Abramson Cancer Center Director Craig Thompson said faculty, leadership council members of the Cancer Center, Penn School of Medicine graduate students and training post-doctoral students, as well as other members of the Penn community attended the event. Apart from the announcement of the donation, the event included an overview of the cancer center, as well as discussions of current research programs targeting brain cancer, lung cancer, melanoma, pancreatic cancer and prostate cancer.

According to Thompson, the center began in 1997 as a partnership between Penn and the Abramson Family Foundation, with the intent “to start a dedicated research institute on the Penn campus dedicated to recruiting faculty and engaging in cancer research … to bring a bench-to-the-bedside kind of care.”

Thompson added that this would be achieved by means of incorporating “new and transformative” investigators and cancer research, including a wide range of programs. “These programs include investigations into therapeutic vaccines, targeted gene therapies, and advanced surgical and radiation therapies that span a wide range of cancer diseases,” Dean of the School of Medicine Arthur Rubenstein wrote in an e-mail.

According to Rubenstein, the cancer center is a "multidisciplinary unit" that draws from various institutions and schools at Penn in order to provide patient care and foster "research that leads to advances in treatment for patients and families in the Philadelphia region and around the world."

Although the Abramsons began their contributions to the center in 1997 with a $100 million donation, the institute was established in 1972, when President Nixon launched a “national war on cancer” and the National Institute of Health began awarding center that “engaged in comprehensive cancer research and care.”
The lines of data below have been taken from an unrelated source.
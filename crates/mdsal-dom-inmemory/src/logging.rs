//! Tracing subscriber setup for the binary.

use tracing_subscriber::{fmt, prelude::*, EnvFilter};

use crate::config::LoggingConfig;

/// Install the global subscriber.
///
/// `RUST_LOG` wins over `override_filter`, which wins over the configured
/// filter.
pub fn init_tracing(config: &LoggingConfig, override_filter: Option<&str>) -> anyhow::Result<()> {
    let filter = match EnvFilter::try_from_default_env() {
        Ok(filter) => filter,
        Err(_) => EnvFilter::try_new(override_filter.unwrap_or(&config.filter))?,
    };

    let json = config.json.then(|| fmt::layer().json());
    let text = (!config.json).then(fmt::layer);

    tracing_subscriber::registry()
        .with(json)
        .with(text)
        .with(filter)
        .try_init()?;
    Ok(())
}

#[cfg(test)]
mod tests {
    use super::*;

    #[test]
    fn test_bad_filter_is_rejected() {
        if std::env::var_os("RUST_LOG").is_some() {
            return;
        }
        let config = LoggingConfig {
            filter: "mdsal=loudest".to_string(),
            json: false,
        };
        assert!(init_tracing(&config, None).is_err());
    }
}
#![warn(missing_docs)]

//! MD-SAL DOM subsystem: transaction chaining, listener dispatch and sharded writes
//!
//! This crate holds the broker-side machinery that sits between data tree
//! users and the stores holding the data: ping-pong transaction chains over a
//! backend chain, the registration tree and candidate publisher used to
//! dispatch committed changes, state aggregation for multi-subtree listeners,
//! and write cursors composed across shard boundaries with a three-phase
//! commit over every shard touched.

pub mod aggregator;
pub mod candidate;
pub mod candidate_publisher;
pub mod error;
pub mod listener;
pub mod listener_aggregator;
pub mod pingpong;
pub mod registration_tree;
pub mod routing;
pub mod shard;
pub mod transaction;
pub mod types;

pub use aggregator::{BuilderRef, Operational, StateAggregator, StateBuilder, StateSink, Started};
pub use candidate::{compress_candidates, DataTreeCandidate, DataTreeCandidateNode, ModificationType};
pub use candidate_publisher::{CandidateDispatch, DataTreeCandidatePublisher};
pub use error::{DomError, DomResult};
pub use listener::{DataTreeChangeListener, ListenerRegistration, RegistrationId};
pub use listener_aggregator::{DataTreeChangeListenerAggregator, DataTreeListener, SubtreeChanges, SubtreeData};
pub use pingpong::{PingPongReadTransaction, PingPongReadWriteTransaction, PingPongTransactionChain};
pub use registration_tree::{
    NodeId, RegistrationTree, RegistrationTreeLock, RegistrationTreeNode, RegistrationTreeSnapshot,
};
pub use routing::{LeafDefinition, RpcDefinition, RpcRoutingStrategy};
pub use shard::{
    AggregateCommitCohort, ForeignShardModificationContext, ShardDataModification, ShardProducer,
    ShardWriteTransaction, ThreePhaseCommitCohort, WriteCursor,
};
pub use transaction::{
    ChainId, CommitCallback, CommitFuture, CommitInfo, CommitResult, ReadWriteTransaction, TransactionChain,
    TransactionChainListener, TransactionId,
};
pub use types::{InstanceIdentifier, NormalizedNode, PathArgument, QName, Value};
Because of its government-related establishment, the center receives federal funding. According to Thompson, the center currently receives the second-largest grant on campus, worth over $50 million, to “facilitate cancer research.” However, it also relies on contributions from donors, such as the Abramson family.

Additionally, the Abramson Cancer Center receives funding from Penn through its “variety of other philanthropic programs” including donations “to Penn as a university and to the center directly,” Thomson said.

He called the institute a “matrix cancer center” because it draws membership from various schools at Penn, including the School of Veterinary Medicine, the School of Dental Medicine, Wharton, the Annenberg School for Communication, the School of Nursing and the School of Engineering and Applied Science.